Researchers have identified a subpopulation of mesenchymal stem cells (MSCs) that boost the healing of bone fractures and show an ability to differentiate into various cell types.

Their findings are published in the journal Bone Reports in a paper titled, “Bone marrow CD73+ mesenchymal stem cells display increased stemness in vitro and promote fracture healing in vivo,” and led by researchers from the University of Tsukuba, in collaboration with the University of Bonn, Germany.

“MSCs are multipotent and considered to be of great potential for regenerative medicine,” the researchers wrote. “We could show recently (Breitbach, Kimura, et al. 2018) that a subpopulation of MSCs, as well as sinusoidal endothelial cells (sECs) in the bone marrow (BM) of CD73-EGFP reporter mice, could be labeled in vivo.

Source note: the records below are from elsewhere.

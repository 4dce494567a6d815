//! Engine bootstrap and the session lifecycle
//!
//! [`Engine::start`] wires every subsystem together on the calling thread, which becomes the
//! main thread: the only one that submits work, presents and manages swapchain-class objects.
//! Worker threads (texture loading, in particular) only record secondary command buffers and
//! hand them over through the event dispatcher.
//!
//! State shared by all subsystems lives in [`AppState`], a handful of atomics reachable from every
//! [`RenderContext`].

use crate::{
    config::EngineConfig,
    ecs::Registry,
    events::{RequestInitSession, SessionStatus},
    gpu::{Device, Format, WindowSurface},
    render::{FrameOutcome, RenderContext, Renderer},
};
use anyhow::bail;
use log::*;
use orrery_utils::{plural, AnyResult};
use std::{
    sync::{
        atomic::{AtomicBool, AtomicU8, Ordering},
        Arc,
    },
    thread,
    time::Duration,
};

#[doc(inline)]
pub use session::*;
mod session;

#[doc(inline)]
pub use targets::*;
mod targets;

/// Flags shared by every subsystem.
pub struct AppState {
    /// See: [`Self::request_shutdown`]
    should_run: AtomicBool,
    /// Set for the duration of a swapchain recreation. Primary buffers recorded meanwhile stay
    /// empty.
    swapchain_recreating: AtomicBool,
    session_status: AtomicU8,
}

impl Default for AppState {
    fn default() -> Self {
        Self {
            should_run: AtomicBool::new(true),
            swapchain_recreating: AtomicBool::new(false),
            session_status: AtomicU8::new(SessionStatus::Reset as u8),
        }
    }
}

impl AppState {
    /// Tells [`Engine::run`] to stop after the current frame.
    pub fn request_shutdown(&self) {
        trace!(
            "Thread `{}` requesting shutdown",
            thread::current().name().unwrap_or("(no name)")
        );
        self.should_run.store(false, Ordering::Release);
    }

    pub fn should_run(&self) -> bool {
        self.should_run.load(Ordering::Acquire)
    }

    pub fn swapchain_recreating(&self) -> bool {
        self.swapchain_recreating.load(Ordering::Acquire)
    }

    pub fn set_swapchain_recreating(&self, recreating: bool) {
        self.swapchain_recreating
            .store(recreating, Ordering::Release);
    }

    pub fn session_status(&self) -> SessionStatus {
        SessionStatus::from_u8(self.session_status.load(Ordering::Acquire))
            .unwrap_or(SessionStatus::Reset)
    }

    pub fn set_session_status(&self, status: SessionStatus) {
        self.session_status.store(status as u8, Ordering::Release);
    }
}

impl std::fmt::Debug for AppState {
    fn fmt(&self, f: &mut std::fmt::Formatter<'_>) -> std::fmt::Result {
        f.debug_struct("AppState")
            .field("should_run", &self.should_run())
            .field("swapchain_recreating", &self.swapchain_recreating())
            .field("session_status", &self.session_status())
            .finish()
    }
}

/// Frame statistics of an [`Engine::run`] call.
#[derive(Debug, Clone, Copy, PartialEq, Eq, Default)]
pub struct RunSummary {
    pub presented: u64,
    pub dropped: u64,
    pub average_cpu_time: Duration,
}

pub struct Engine {
    context: RenderContext,
    renderer: Renderer,
    targets: Arc<RenderTargets>,
    session: Arc<Session>,
}

impl Engine {
    /// Creates every subsystem, publishes the pipelines and, if the config names a scene,
    /// initializes the first session.
    pub fn start(
        config: &EngineConfig,
        device: Arc<dyn Device>,
        window: Arc<dyn WindowSurface>,
    ) -> AnyResult<Self> {
        let context = RenderContext::new(device, window);
        Self::wire(config, context.clone()).map_err(|error| {
            // Whatever got created before the failure is still registered
            context.gc.process_cleanup_stack();
            error
        })
    }

    fn wire(config: &EngineConfig, context: RenderContext) -> AnyResult<Self> {
        let registry = Arc::new(Registry::with_context(
            context.dispatcher.clone(),
            context.device.clone(),
        )?);

        let renderer = Renderer::new(context.clone(), registry.clone(), &config.renderer)?;
        let surface_format = renderer
            .swapchains()
            .surface_format()
            .map_or(Format::R8G8B8A8Srgb, |format| format.format);
        let targets = RenderTargets::new(
            context.clone(),
            renderer.textures(),
            surface_format,
            renderer.swapchains().extent(),
        )?;
        let session = Session::new(
            context.clone(),
            registry,
            renderer.textures().clone(),
            renderer.buffers().clone(),
        )?;
        targets.publish();

        if let Some(scene) = &config.session.scene {
            context.dispatcher.dispatch(&RequestInitSession {
                config_path: scene.clone(),
            });
            if context.app_state.session_status() != SessionStatus::PostInitialization {
                bail!("couldn't load scene `{}`", scene.display());
            }
        }

        info!("Engine started");
        Ok(Self {
            context,
            renderer,
            targets,
            session,
        })
    }

    pub fn context(&self) -> &RenderContext {
        &self.context
    }

    pub fn app_state(&self) -> &Arc<AppState> {
        &self.context.app_state
    }

    pub fn renderer(&self) -> &Renderer {
        &self.renderer
    }

    pub fn renderer_mut(&mut self) -> &mut Renderer {
        &mut self.renderer
    }

    pub fn targets(&self) -> &Arc<RenderTargets> {
        &self.targets
    }

    pub fn session(&self) -> &Arc<Session> {
        &self.session
    }

    /// Draws frames until `frames` were presented or a shutdown is requested.
    pub fn run(&mut self, frames: u64) -> AnyResult<RunSummary> {
        let mut summary = RunSummary::default();
        while summary.presented < frames && self.app_state().should_run() {
            match self.renderer.draw_frame()? {
                FrameOutcome::Presented => summary.presented += 1,
                FrameOutcome::Dropped => summary.dropped += 1,
            }
        }
        summary.average_cpu_time = self.renderer.timing().average_cpu_time();

        info!(
            "Presented {} {} ({} dropped), {:?} on average",
            summary.presented,
            plural(summary.presented as usize, "frame", "frames"),
            summary.dropped,
            summary.average_cpu_time,
        );
        Ok(summary)
    }

    /// Waits for the device and releases every GPU object, newest first.
    pub fn shutdown(self) {
        if let Err(error) = self.renderer.wait_idle() {
            error!("Couldn't wait for the device before shutting down: {error}");
        }
        self.context.gc.process_cleanup_stack();
        info!("Engine shut down");
    }
}

impl std::fmt::Debug for Engine {
    fn fmt(&self, f: &mut std::fmt::Formatter<'_>) -> std::fmt::Result {
        f.debug_struct("Engine")
            .field("renderer", &self.renderer)
            .field("session", &self.session)
            .finish_non_exhaustive()
    }
}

We took advantage of this model to explore the plasticity and osteogenic potential of CD73-EGFP+ MSCs in vitro and their role in the regenerative response upon bone lesion in vivo.”

“The generation of the callus is critically dependent on the recruitment of MSCs from the surrounding tissue and the bone marrow,” explained Kenichi Kimura, PhD, lead author and assistant professor at the University of Tsukuba. “Therefore, fracture healing models are helpful for exploring the cellular dynamics of MSC migration and differentiation during tissue regeneration.”

The researchers observed the CD73-positive MSCs moving towards the site of the fracture and forming new cartilage and bone cells to heal the fracture. Finally, they went on to graft CD73-positive MSCs into the area of a fracture, which markedly enhanced the healing process compared with when they grafted into CD73-negative MSCs.

The new finding of the subpopulation of MSCs paves the way for new regenerative medicine and the treatment of fractures to be made.

“Our study underscores the heterogeneity of BM-MSCs and their differential response and mobilization upon bone fracture. We found that the CD73+ subpopulation of BM- MSCs contributes to the regeneration process of bone fracture healing by promoting callus formation and that also the BM sEC fraction participates in the neovascularization process during bone repair,” concluded the researchers.